Up until the day before an exam, I'll be studying new material. However, the night before (and morning of) an exam, I'll be breaking information down in revision. Admittedly it's all revision of what we were supposed to have been taught in class, but for a lot of the material it's so complex you need to re-do a lot of the work, just to make sure you know it properly. But anyway, I'll be sure to have covered all of the material at least a day before the revision day.
It's tempting to say that because I have Wednesdays off exams, I can go to the comic book shop to get new comics... I'll see... I think what will probably happen is, if I'm going to the college on that day to study, I'll head to the comic book shop for it's opening, then head to college, because that won't cause me to lose a day of study if I were to just go into the city center and head back home. (Does it seem like I'm trying to justify it to myself? I think it sounds like I'm trying to justify it to myself.)

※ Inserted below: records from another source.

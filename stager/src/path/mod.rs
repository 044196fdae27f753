//! Platform-correct path resolution and exclusion sets.
//!
//! Everything else in the crate resolves its directory arguments through
//! this module before comparing or touching them.
//!
//! # Key Concepts
//!
//! ## Normalization
//!
//! Normalization is pure string manipulation (see [`normalize`]): both `/`
//! and `\` separate segments, `.` and empty segments are dropped, and `..`
//! pops the last kept segment. A leading root, drive, or scheme prefix is
//! preserved. It never fails and never consults the filesystem.
//!
//! ## Resolution
//!
//! [`PathStyle`] decides what "absolute" means on the current platform and
//! resolves relative paths against a base. A [`StagePath`] freezes that base
//! when it is created, so later working-directory changes do not move it.
//!
//! ## Exclusions
//!
//! [`PathSet`] stores canonical, `/`-separated relative paths. Excluding a
//! directory excludes its whole subtree.
//!
//! # Examples
//!
//! ```
//! use stager::path::{PathRelationship, PathSet, PathStyle, StagePath};
//! use std::path::Path;
//!
//! let active = StagePath::with_base("app/", "/srv").with_style(PathStyle::Unix);
//! let staging = StagePath::with_base("app/../app/.staging", "/srv").with_style(PathStyle::Unix);
//! assert_eq!(active.absolute(), "/srv/app");
//!
//! let rel = PathRelationship::between(
//!     Path::new(&active.absolute()),
//!     Path::new(&staging.absolute()),
//! );
//! assert_eq!(rel, PathRelationship::Ancestor);
//!
//! let exclusions = PathSet::new([".staging"]);
//! assert!(exclusions.excludes(".staging/vendor"));
//! ```

pub mod normalize;
mod relationship;
mod set;
mod style;
mod types;

pub use relationship::PathRelationship;
pub use set::PathSet;
pub use style::PathStyle;
pub use types::{process_base_dir, StagePath};
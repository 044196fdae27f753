//! Begin command implementation.
//!
//! This module implements the `begin` command, which copies the active
//! directory to a new staging directory.

use crate::error::CliError;
use crate::utils::{
    load_configuration, operation_options, shorten_path, terminal_sink, DirectoryArgs,
    GlobalOptions,
};
use clap::Args;
use stager::Workflow;

/// Copy the active directory to a new staging directory.
#[derive(Args)]
pub struct BeginCommand {
    #[command(flatten)]
    pub dirs: DirectoryArgs,
}

impl BeginCommand {
    /// Execute the begin command.
    pub fn execute(self, global: &GlobalOptions) -> Result<(), CliError> {
        let config = load_configuration(global, &self.dirs)?;
        let options = operation_options(&config)?;
        let workflow = Workflow::from_config(&config);

        let mut sink = terminal_sink(global.quiet);
        workflow.beginner().begin(&options, Some(&mut sink))?;

        if !global.quiet {
            eprintln!(
                "Staging directory created at {}",
                shorten_path(&options.staging_dir.to_path_buf())
            );
        }
        Ok(())
    }
}
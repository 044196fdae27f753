//! The four staging operations.
//!
//! Every operation follows the same sequence:
//! 1. **Resolve**: freeze the directory arguments into absolute paths
//! 2. **Gate**: assert the operation's precondition tree
//! 3. **Act**: synchronize, run the package manager, or remove the staging
//!    directory
//!
//! Any failure other than an unfulfilled precondition is normalized to
//! [`Error::Runtime`](crate::Error::Runtime) so callers see one error type
//! for "the operation failed", while precondition failures stay inspectable.
//!
//! # Examples
//!
//! ```no_run
//! use stager::config::ConfigBuilder;
//! use stager::operations::{OperationOptions, Workflow};
//! use stager::path::StagePath;
//!
//! let config = ConfigBuilder::new().build().unwrap();
//! let workflow = Workflow::from_config(&config);
//!
//! let options = OperationOptions::new(
//!     StagePath::new("/srv/app").unwrap(),
//!     StagePath::new("/srv/app-staging").unwrap(),
//! )
//! .with_exclusions(config.exclusion_set())
//! .with_timeout(config.timeout());
//!
//! workflow.beginner().begin(&options, None).unwrap();
//! workflow
//!     .stager()
//!     .stage(&["require".to_string(), "drupal/token".to_string()], &options, None)
//!     .unwrap();
//! workflow.committer().commit(&options, None).unwrap();
//! workflow.cleaner().clean(&options, None).unwrap();
//! ```

pub mod begin;
pub mod clean;
pub mod commit;
pub mod stage;
pub mod workflow;

use std::time::Duration;

use crate::path::{PathSet, StagePath};
use crate::precondition::CheckContext;

pub use begin::Beginner;
pub use clean::Cleaner;
pub use commit::Committer;
pub use stage::Stager;
pub use workflow::Workflow;

/// Arguments shared by every operation.
///
/// Exclusions are ignored by `stage` and `clean`.
#[derive(Debug, Clone)]
pub struct OperationOptions {
    /// The live codebase.
    pub active_dir: StagePath,

    /// The working copy.
    pub staging_dir: StagePath,

    /// Paths left untouched by synchronization.
    pub exclusions: PathSet,

    /// Wall-clock limit; `None` means unlimited.
    pub timeout: Option<Duration>,
}

impl OperationOptions {
    /// Options with no exclusions and no timeout.
    ///
    /// # Examples
    ///
    /// ```
    /// use stager::operations::OperationOptions;
    /// use stager::path::StagePath;
    ///
    /// let options = OperationOptions::new(
    ///     StagePath::with_base("app", "/srv"),
    ///     StagePath::with_base("app-staging", "/srv"),
    /// );
    /// assert!(options.exclusions.is_empty());
    /// assert!(options.timeout.is_none());
    /// ```
    #[must_use]
    pub fn new(active_dir: StagePath, staging_dir: StagePath) -> Self {
        Self {
            active_dir,
            staging_dir,
            exclusions: PathSet::empty(),
            timeout: None,
        }
    }

    /// Sets the exclusions.
    #[must_use]
    pub fn with_exclusions(mut self, exclusions: PathSet) -> Self {
        self.exclusions = exclusions;
        self
    }

    /// Sets the timeout. A zero duration means unlimited.
    #[must_use]
    pub fn with_timeout(mut self, timeout: Option<Duration>) -> Self {
        self.timeout = timeout.filter(|t| !t.is_zero());
        self
    }

    /// The context precondition checks run against.
    #[must_use]
    pub fn check_context(&self) -> CheckContext<'_> {
        CheckContext::new(&self.active_dir, &self.staging_dir)
            .with_exclusions(&self.exclusions)
            .with_timeout(self.timeout)
    }
}
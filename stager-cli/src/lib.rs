//! Library exports for stager-cli.
//!
//! This module exports the CLI structure for use by the build script
//! to generate man pages and other documentation.

pub mod cli;
pub mod commands;
pub mod error;
pub mod utils;

// Re-export CLI for build script
pub use cli::Cli;
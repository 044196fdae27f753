//! Logging infrastructure for the stager library.
//!
//! This module provides a simple stderr-based logging system with
//! configurable log levels. The [`Logger`] doubles as the backend for the
//! `log` facade, so library code can report progress with `log::debug!` and
//! friends once [`init_logger`] has run.

use std::env;
use std::fmt;

/// Environment variable consulted by [`init_logger`].
pub const LOG_MODE_ENV: &str = "STAGER_LOG_MODE";

/// Logging level for controlling output verbosity.
///
/// Log levels are ordered from least verbose (Quiet) to most verbose (Verbose).
///
/// # Examples
///
/// ```
/// use stager::LogLevel;
///
/// assert!(LogLevel::Quiet < LogLevel::Normal);
/// assert!(LogLevel::Normal < LogLevel::Verbose);
/// ```
#[derive(Debug, Clone, Copy, PartialEq, Eq, PartialOrd, Ord)]
pub enum LogLevel {
    /// Suppress all non-essential output.
    Quiet,
    /// Normal output level (errors and warnings).
    Normal,
    /// Verbose output (errors, warnings, info, and debug messages).
    Verbose,
}

impl fmt::Display for LogLevel {
    fn fmt(&self, f: &mut fmt::Formatter<'_>) -> fmt::Result {
        match self {
            Self::Quiet => write!(f, "quiet"),
            Self::Normal => write!(f, "normal"),
            Self::Verbose => write!(f, "verbose"),
        }
    }
}

impl LogLevel {
    /// Parses a log level from a string.
    ///
    /// Recognizes: "quiet", "normal", "verbose" (case-insensitive).
    ///
    /// # Errors
    ///
    /// Returns an error if the string is not recognized.
    ///
    /// # Examples
    ///
    /// ```
    /// use stager::LogLevel;
    ///
    /// assert_eq!(LogLevel::parse("quiet").unwrap(), LogLevel::Quiet);
    /// assert_eq!(LogLevel::parse("VERBOSE").unwrap(), LogLevel::Verbose);
    /// assert!(LogLevel::parse("invalid").is_err());
    /// ```
    pub fn parse(s: &str) -> Result<Self, String> {
        match s.to_lowercase().as_str() {
            "quiet" => Ok(Self::Quiet),
            "normal" => Ok(Self::Normal),
            "verbose" => Ok(Self::Verbose),
            _ => Err(format!("invalid log level: {s}")),
        }
    }

    /// The most verbose `log` facade level this setting lets through.
    #[must_use]
    pub const fn as_level_filter(self) -> log::LevelFilter {
        match self {
            Self::Quiet => log::LevelFilter::Off,
            Self::Normal => log::LevelFilter::Warn,
            Self::Verbose => log::LevelFilter::Debug,
        }
    }
}

/// A simple stderr-based logger.
///
/// The logger respects the configured log level and only outputs messages
/// at or above that level.
///
/// # Examples
///
/// ```
/// use stager::{Logger, LogLevel};
///
/// let logger = Logger::new(LogLevel::Normal);
/// logger.error("This is an error message");
/// logger.info("This will not be printed (requires Verbose)");
/// ```
#[derive(Debug, Clone, Copy)]
pub struct Logger {
    level: LogLevel,
}

impl Logger {
    /// Creates a new logger with the specified log level.
    #[must_use]
    pub const fn new(level: LogLevel) -> Self {
        Self { level }
    }

    /// Returns the current log level.
    #[must_use]
    pub const fn level(&self) -> LogLevel {
        self.level
    }

    /// Logs an error message.
    ///
    /// Error messages are always displayed unless the level is Quiet.
    pub fn error(&self, message: &str) {
        if self.level >= LogLevel::Normal {
            eprintln!("ERROR: {message}");
        }
    }

    /// Logs a warning message.
    pub fn warn(&self, message: &str) {
        if self.level >= LogLevel::Normal {
            eprintln!("WARN: {message}");
        }
    }

    /// Logs an informational message.
    ///
    /// Info messages are only displayed at Verbose level.
    pub fn info(&self, message: &str) {
        if self.level >= LogLevel::Verbose {
            eprintln!("INFO: {message}");
        }
    }

    /// Logs a debug message.
    ///
    /// Debug messages are only displayed at Verbose level.
    pub fn debug(&self, message: &str) {
        if self.level >= LogLevel::Verbose {
            eprintln!("DEBUG: {message}");
        }
    }
}

impl Default for Logger {
    fn default() -> Self {
        Self::new(LogLevel::Normal)
    }
}

impl log::Log for Logger {
    fn enabled(&self, metadata: &log::Metadata<'_>) -> bool {
        metadata.level() <= self.level.as_level_filter()
    }

    fn log(&self, record: &log::Record<'_>) {
        if !self.enabled(record.metadata()) {
            return;
        }
        let message = record.args().to_string();
        match record.level() {
            log::Level::Error => self.error(&message),
            log::Level::Warn => self.warn(&message),
            log::Level::Info => self.info(&message),
            log::Level::Debug | log::Level::Trace => self.debug(&message),
        }
    }

    fn flush(&self) {}
}

/// Initializes a logger based on environment variables and CLI flags.
///
/// The priority order is:
/// 1. CLI flags (verbose/quiet)
/// 2. `STAGER_LOG_MODE` environment variable
/// 3. Default (Normal)
///
/// If both `verbose` and `quiet` are true, `verbose` takes precedence.
///
/// The first call also installs the logger as the `log` facade backend;
/// later calls only compute the level.
///
/// # Examples
///
/// ```
/// use stager::{init_logger, LogLevel};
///
/// let logger = init_logger(true, false);
/// assert_eq!(logger.level(), LogLevel::Verbose);
/// ```
#[must_use]
pub fn init_logger(verbose: bool, quiet: bool) -> Logger {
    let logger = Logger::new(resolve_level(verbose, quiet));

    if log::set_boxed_logger(Box::new(logger)).is_ok() {
        log::set_max_level(logger.level().as_level_filter());
    }

    logger
}

fn resolve_level(verbose: bool, quiet: bool) -> LogLevel {
    if verbose {
        return LogLevel::Verbose;
    }
    if quiet {
        return LogLevel::Quiet;
    }

    if let Ok(env_value) = env::var(LOG_MODE_ENV) {
        if let Ok(level) = LogLevel::parse(&env_value) {
            return level;
        }
    }

    LogLevel::Normal
}
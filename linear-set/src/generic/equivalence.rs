//! Equality relations used by [`LinearSet`] to decide whether two elements are "the same".
//!
//! A relation is itself a value. Two sets can only be combined when their relations compare
//! equal, which lets union/intersection reject operands that would disagree about membership.
//!
//! [`LinearSet`]: crate::generic::linear_set::LinearSet

use std::fmt;

/// An equivalence relation over `T`.
///
/// Implementations must be reflexive, symmetric and transitive. A relation that is not an
/// equivalence never causes memory unsafety, but the set may then keep elements that the
/// relation considers equal, or treat distinct elements as duplicates.
///
/// The `PartialEq` supertrait compares *relations*, not elements: two relation values that
/// compare equal must agree on every pair of elements.
///
/// # Examples
///
/// ```rust
/// use linear_set::generic::equivalence::Equivalence;
///
/// #[derive(Debug, Default, Clone, Copy, PartialEq)]
/// struct CaseInsensitive;
///
/// impl Equivalence<String> for CaseInsensitive {
///     fn equivalent(&self, a: &String, b: &String) -> bool {
///         a.eq_ignore_ascii_case(b)
///     }
/// }
///
/// assert!(CaseInsensitive.equivalent(&"Hello".to_string(), &"hELLO".to_string()));
/// ```
pub trait Equivalence<T>: PartialEq {
    /// Returns `true` if `a` and `b` denote the same set member.
    fn equivalent(&self, a: &T, b: &T) -> bool;
}

/// The relation given by `T`'s own [`PartialEq`] implementation.
#[derive(Debug, Default, Clone, Copy, PartialEq, Eq)]
pub struct ByEq;

impl<T: PartialEq> Equivalence<T> for ByEq {
    fn equivalent(&self, a: &T, b: &T) -> bool {
        a == b
    }
}

/// A relation backed by a plain function and identified by an explicit tag.
///
/// Function addresses are not a reliable identity, so compatibility is decided by `tag`
/// alone. Callers are responsible for using one tag per distinct relation.
///
/// # Examples
///
/// ```rust
/// use linear_set::generic::equivalence::{Equivalence, FnEquivalence};
///
/// fn same_parity(a: &i32, b: &i32) -> bool {
///     a % 2 == b % 2
/// }
///
/// let parity = FnEquivalence::new("parity", same_parity);
/// assert!(parity.equivalent(&2, &4));
/// assert!(!parity.equivalent(&2, &3));
/// ```
pub struct FnEquivalence<T> {
    tag: &'static str,
    func: fn(&T, &T) -> bool,
}

impl<T> FnEquivalence<T> {
    pub fn new(tag: &'static str, func: fn(&T, &T) -> bool) -> Self {
        Self { tag, func }
    }

    pub fn tag(&self) -> &'static str {
        self.tag
    }
}

// Manual impls: derives would put bounds on `T`.
impl<T> Clone for FnEquivalence<T> {
    fn clone(&self) -> Self {
        *self
    }
}

impl<T> Copy for FnEquivalence<T> {}

impl<T> PartialEq for FnEquivalence<T> {
    fn eq(&self, other: &Self) -> bool {
        self.tag == other.tag
    }
}

impl<T> Eq for FnEquivalence<T> {}

impl<T> fmt::Debug for FnEquivalence<T> {
    fn fmt(&self, f: &mut fmt::Formatter<'_>) -> fmt::Result {
        f.debug_struct("FnEquivalence")
            .field("tag", &self.tag)
            .finish()
    }
}

impl<T> Equivalence<T> for FnEquivalence<T> {
    fn equivalent(&self, a: &T, b: &T) -> bool {
        (self.func)(a, b)
    }
}
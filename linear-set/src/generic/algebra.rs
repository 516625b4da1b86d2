//! Union and intersection of [`LinearSet`]s.
//!
//! Both operations borrow their operands and return a new, independently owned set. The
//! operands must share an element type and relation type (checked by the compiler) and their
//! relation values must compare equal (checked at runtime).

use tracing::{debug, warn};

use crate::error::SetError;
use crate::generic::equivalence::Equivalence;
use crate::generic::linear_set::LinearSet;

impl<T: Clone, E: Equivalence<T> + Clone> LinearSet<T, E> {
    /// Returns a set holding every member of `self` and of `other`.
    ///
    /// Members of `self` come first, followed by the members of `other` that `self` lacks.
    /// The result starts with `self.capacity() + other.capacity()` slots.
    ///
    /// # Errors
    ///
    /// [`SetError::IncompatibleEquivalence`] if the two relations differ, or a growth error
    /// if the result cannot be allocated.
    ///
    /// # Examples
    ///
    /// ```rust
    /// use linear_set::LinearSet;
    ///
    /// let a: LinearSet<u32> = LinearSet::try_from_iter(0..10).unwrap();
    /// let b: LinearSet<u32> = LinearSet::try_from_iter(5..15).unwrap();
    ///
    /// let c = a.union(&b).unwrap();
    /// assert_eq!(c.len(), 15);
    /// assert!((0..15).all(|i| c.contains(&i)));
    /// ```
    pub fn union(&self, other: &Self) -> Result<Self, SetError> {
        self.check_compatible(other)?;
        let capacity = self
            .capacity()
            .checked_add(other.capacity())
            .ok_or(SetError::CapacityOverflow(self.capacity()))?;
        let mut result =
            Self::try_with_capacity_and_equivalence(capacity, self.equivalence().clone())?;
        result.try_extend(self.iter().chain(other.iter()).cloned())?;
        debug!(
            left = self.len(),
            right = other.len(),
            result = result.len(),
            "computed set union"
        );
        Ok(result)
    }

    /// Returns a set holding the members of `self` that are also in `other`.
    ///
    /// Members keep the relative order they have in `self`. The result starts with
    /// `self.capacity()` slots, which always suffices.
    ///
    /// # Errors
    ///
    /// [`SetError::IncompatibleEquivalence`] if the two relations differ, or a growth error
    /// if the result cannot be allocated.
    ///
    /// # Examples
    ///
    /// ```rust
    /// use linear_set::LinearSet;
    ///
    /// let a: LinearSet<u32> = LinearSet::try_from_iter(0..10).unwrap();
    /// let b: LinearSet<u32> = LinearSet::try_from_iter(5..15).unwrap();
    ///
    /// let c = a.intersection(&b).unwrap();
    /// assert_eq!(c.as_slice(), &[5, 6, 7, 8, 9]);
    /// ```
    pub fn intersection(&self, other: &Self) -> Result<Self, SetError> {
        self.check_compatible(other)?;
        let mut result =
            Self::try_with_capacity_and_equivalence(self.capacity(), self.equivalence().clone())?;
        // Every member of `self` is already distinct, so a single pass is enough.
        result.try_extend(self.iter().filter(|item| other.contains(item)).cloned())?;
        debug!(
            left = self.len(),
            right = other.len(),
            result = result.len(),
            "computed set intersection"
        );
        Ok(result)
    }

    fn check_compatible(&self, other: &Self) -> Result<(), SetError> {
        if self.equivalence() != other.equivalence() {
            warn!("rejected set algebra between sets with different equivalence relations");
            return Err(SetError::IncompatibleEquivalence);
        }
        Ok(())
    }
}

Anyway, ten exams overall, which isn't too bad. It's less than previous years. Still more than the Leaving Certificate, for some bizarre reason, but that's just how things work when you don't have exams at the end of each semester. Overall, though, I think it's been ridiculous. Yes, we have a lot of modules, but when you have teaching placement and at least ten exams per year, as well as essays and other such work that gets handed in weekly, it does seem like they want students to be under stress.
(So yeah... comic books.)
The simple fact of the matter is that over three weeks, I'll have ten exams, six week-days off for study, and three weekends (a total of 22 days, really...let's just say three weeks so it's less daunting.) They will be some of the most stressful weeks of our lives, for the sake of nineteen hours of writing, due to the fact that we're not only required to memorize a ton of material (a lot of it from before Christmas) but also to engage with it meaningfully and intelligently and respond to a specific type of question that will limit what we can say, but cannot prepare for directly (aside from just learning everything.) By the end of the exams, I don't imagine I'll remember much about my first exam (Bioethics... whoop whoop!) which kind of escapes the point of testing whether or not I know it.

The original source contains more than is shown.